> _What to do_:
Copy out each line of the listing that has the word "types" in it.

> _Data listing_:
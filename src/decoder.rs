use std::collections::HashMap;

use ethers::{
    abi::{self, Event, EventParam, ParamType, Token},
    types::{Address, H256, U256},
};
use thiserror::Error;

use crate::types::{DecodedEvent, EventRecord, RawLog};

#[derive(Error, Debug)]
pub enum DecodeError {
    #[error("could not parse {event} payload: {source}")]
    Payload {
        event: &'static str,
        #[source]
        source: abi::Error,
    },
    #[error("{event} payload is missing parameter {param}")]
    MissingParam {
        event: &'static str,
        param: &'static str,
    },
}

/// The event kinds a watch session knows how to decode.
#[derive(Debug, Clone, Copy, PartialEq, Eq, Hash)]
pub enum EventKind {
    AssetIncepted,
    AssetConfirmed,
    Transfer,
}

impl EventKind {
    pub const ALL: [EventKind; 3] = [
        EventKind::AssetIncepted,
        EventKind::AssetConfirmed,
        EventKind::Transfer,
    ];

    pub fn name(&self) -> &'static str {
        match self {
            EventKind::AssetIncepted => "AssetIncepted",
            EventKind::AssetConfirmed => "AssetConfirmed",
            EventKind::Transfer => "Transfer",
        }
    }

    pub fn schema(&self) -> Event {
        let inputs = match self {
            EventKind::AssetIncepted => vec![
                param("Id", ParamType::Uint(256), false),
                param("assetIncepted", ParamType::Bool, false),
            ],
            EventKind::AssetConfirmed => vec![
                param("Id", ParamType::Uint(256), false),
                param("assetConfirmed", ParamType::Bool, false),
            ],
            EventKind::Transfer => vec![
                param("from", ParamType::Address, true),
                param("to", ParamType::Address, true),
                param("value", ParamType::Uint(256), false),
            ],
        };
        Event {
            name: self.name().to_owned(),
            inputs,
            anonymous: false,
        }
    }

    /// Keccak256 of the canonical signature, e.g. `AssetIncepted(uint256,bool)`.
    pub fn topic(&self) -> H256 {
        self.schema().signature()
    }

    fn build(&self, tokens: Vec<Token>) -> Result<DecodedEvent, DecodeError> {
        let event = self.name();
        let mut tokens = tokens.into_iter();
        let mut next = |param: &'static str| {
            tokens
                .next()
                .ok_or(DecodeError::MissingParam { event, param })
        };
        let decoded = match self {
            EventKind::AssetIncepted => DecodedEvent::AssetIncepted {
                id: uint(next("Id")?, event, "Id")?,
                incepted: boolean(next("assetIncepted")?, event, "assetIncepted")?,
            },
            EventKind::AssetConfirmed => DecodedEvent::AssetConfirmed {
                id: uint(next("Id")?, event, "Id")?,
                confirmed: boolean(next("assetConfirmed")?, event, "assetConfirmed")?,
            },
            EventKind::Transfer => DecodedEvent::Transfer {
                from: address(next("from")?, event, "from")?,
                to: address(next("to")?, event, "to")?,
                amount: uint(next("value")?, event, "value")?,
            },
        };
        Ok(decoded)
    }
}

fn param(name: &str, kind: ParamType, indexed: bool) -> EventParam {
    EventParam {
        name: name.to_owned(),
        kind,
        indexed,
    }
}

fn uint(token: Token, event: &'static str, param: &'static str) -> Result<U256, DecodeError> {
    token
        .into_uint()
        .ok_or(DecodeError::MissingParam { event, param })
}

fn boolean(token: Token, event: &'static str, param: &'static str) -> Result<bool, DecodeError> {
    token
        .into_bool()
        .ok_or(DecodeError::MissingParam { event, param })
}

fn address(token: Token, event: &'static str, param: &'static str) -> Result<Address, DecodeError> {
    token
        .into_address()
        .ok_or(DecodeError::MissingParam { event, param })
}

/// Maps a log's first topic to the event kind it signals and decodes the
/// payload. The topic table is fixed at construction.
#[derive(Debug, Clone)]
pub struct EventDecoder {
    schemas: HashMap<H256, (EventKind, Event)>,
}

impl EventDecoder {
    pub fn new(kinds: impl IntoIterator<Item = EventKind>) -> Self {
        let schemas = kinds
            .into_iter()
            .map(|kind| {
                let schema = kind.schema();
                (schema.signature(), (kind, schema))
            })
            .collect();
        Self { schemas }
    }

    /// Topic hashes to filter on, in a stable order.
    pub fn topics(&self) -> Vec<H256> {
        let mut topics: Vec<H256> = self.schemas.keys().copied().collect();
        topics.sort();
        topics
    }

    /// `Ok(None)` when the log's first topic is not one of ours.
    pub fn decode(&self, log: &RawLog) -> Result<Option<DecodedEvent>, DecodeError> {
        let Some((kind, schema)) = log.topics.first().and_then(|topic| self.schemas.get(topic))
        else {
            return Ok(None);
        };

        let parsed = schema
            .parse_log(abi::RawLog {
                topics: log.topics.clone(),
                data: log.data.to_vec(),
            })
            .map_err(|source| DecodeError::Payload {
                event: kind.name(),
                source,
            })?;

        kind.build(parsed.params.into_iter().map(|param| param.value).collect())
            .map(Some)
    }

    /// Decodes `logs` in the order given. Unknown topics and malformed
    /// payloads are logged and skipped; one bad log never stops the batch.
    pub fn decode_batch(&self, logs: &[RawLog]) -> Vec<EventRecord> {
        let mut records = Vec::with_capacity(logs.len());
        for log in logs {
            match self.decode(log) {
                Ok(Some(event)) => records.push(EventRecord {
                    contract_address: log.address,
                    block_number: log.block_number,
                    tx_hash: log.tx_hash,
                    event,
                }),
                Ok(None) => {
                    tracing::debug!(
                        block = log.block_number,
                        topic = ?log.topics.first(),
                        "skipping log with unknown event topic"
                    );
                }
                Err(error) => {
                    tracing::error!(
                        contract = ?log.address,
                        block = log.block_number,
                        tx_hash = ?log.tx_hash,
                        data = %log.data,
                        "could not decode log: {error}"
                    );
                }
            }
        }
        records
    }
}

impl Default for EventDecoder {
    fn default() -> Self {
        Self::new(EventKind::ALL)
    }
}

> _Answer area_:
    types::{Address, H256, U256},
use crate::types::{DecodedEvent, EventRecord, RawLog};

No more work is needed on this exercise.